Head of the Tobago Integrated Livestock Association Grell McPherson believes the animals are being killed and transported to Trinidad to be sold.
McPherson said he formed the association after he noticed more young people showing interest in the industry during the pandemic.
But the association is growing concerned that the increasing number of missing animals would deter young farmers.
"We are starting to feel it's a network of thieves working together. Before, when an animal goes missing, you could have gone by the Scarborough port and found it on a truck heading to Trinidad.
"But animals go missing and farmers do not find them there again, which means it's being killed and transported as meat. They are now killing the animals, cleaning it, moving with the carcass and leaving their insides."
The association believes Tobago meat shops might be unintentionally involved in this scheme.
"Somebody who dealing with meat knows what going on...In Tobago, we tie out the animal and no one interferes with them. I can't do that again."

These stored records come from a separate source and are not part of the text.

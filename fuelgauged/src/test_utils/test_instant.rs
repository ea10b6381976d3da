//
// Copyright (c) Memfault, Inc.
// See License.txt for details
use std::{cell::RefCell, time::Duration};

use crate::util::time_measure::TimeMeasure;

/// A fake monotonic clock. Each test thread has its own timeline starting at
/// zero which only moves when `TestInstant::sleep` is called.
#[derive(Clone, Copy, Debug, PartialEq, Eq, PartialOrd, Ord)]
pub struct TestInstant {
    t0: Duration,
}

thread_local! {
    static TIME: RefCell<Duration> = RefCell::new(Duration::ZERO);
}

impl TestInstant {
    pub fn now() -> Self {
        TestInstant {
            t0: TIME.with(|t| *t.borrow()),
        }
    }

    pub fn from(d: Duration) -> Self {
        TestInstant { t0: d }
    }

    pub fn sleep(d: Duration) {
        TIME.with(|t| {
            let new_time = t.borrow().saturating_add(d);
            *t.borrow_mut() = new_time;
        })
    }
}

impl TimeMeasure for TestInstant {
    fn now() -> Self {
        Self::now()
    }

    fn elapsed(&self) -> Duration {
        Self::now().t0.saturating_sub(self.t0)
    }

    fn since(&self, other: &Self) -> Duration {
        self.t0.saturating_sub(other.t0)
    }
}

He claimed police are not treating the matter with the necessary urgency. But he urged affected farmers not to take matters into their own hands.
"Somebody's life is not really worth an animal, whether it's the thief or owner, because they say a thief is a murderer and if you catch them they could end up killing you. Still, it's useless to lose a life over an animal."
He called on Dr Rowley to help Tobago farmers in whatever way he can,
"I'm talking to him as livestock farmer to livestock farmer: join us to stop whoever is doing this. Your animals are at the same risk as ours are. Prices of goat meat have gone up, and what Tobago livestock farmers going through will make it go up more. This is a situation that will get violent."
He also hopes THA Chief Secretary Farley Augustine meets with members of the association to discuss ways to save the livestock industry.
Newsday was told five animals were stolen from another livestock farmer in Belle Garden in December, and s pregnant sheep from Signal Hill around the same time. Last week a goat was stolen from Bon Accord Development. On Thursday two rams and a lamb went missing from a farmer in Pembroke.
A Lowlands farmer said three of his animals were stolen from his property in December and another in early January. He has been searching in vain for his animals on the port since they went missing.
"Like the bandits getting smarter. The thieves changed their strategy. It has to be more than one person doing this, using nets and keeping them in a bush farm somewhere in Tobago."
He pleaded to Rowley, "When they stole from his farm, all Tobago police were on the ground searching Mason Hall. But they don't give a crap about the ordinary livestock farmers. But his animals won’t be safe with this new network of thieves on the loose."
He said attempts to make police reports were unsuccessful.
"One (officer) turned to the other and said, 'You hear any' behhh' in Crown Point?' and they laughed with each other in my face. Insensitive. After I lost thousands of dollars.
"I have no faith in them. We don't have police in Tobago, we have security guards.
"It's stressful, after all the hard work, time and money spent to rear my animals, someone with a long eye coming. I know if I catch one of them I’ll take matters into my own hands."
Another livestock farmer of 13 years said he lost four animals in one month – two sheep in early December and the remaining two on Christmas Eve.
"I sold the others and kept the best four for myself, and the thieves went with them. I lost around $6,000, because they are hybrid animals. I went on the port a couple of nights and I didn't see them. I will just count my losses, because I don't know what or who to turn to."
Dedan Daniel, president of the Tobago Agriculture Society, was unaware of the problem when contacted for a comment. He promised to look into the situation and work with members of the association to help those affected.
Tobago ACP William Nurse told Newsday, "I am not aware of that development."
Nurse was shocked to hear his officers were not taking reports on missing animals seriously.
"I have had reports of police not acting as promptly as they should, and I have taken those reports and acted on them. The reports were followed through and dealt with. My office is open to people, so I encourage them to come to me without an appointment."
Nurse advised farmers not to take matters into their own hands.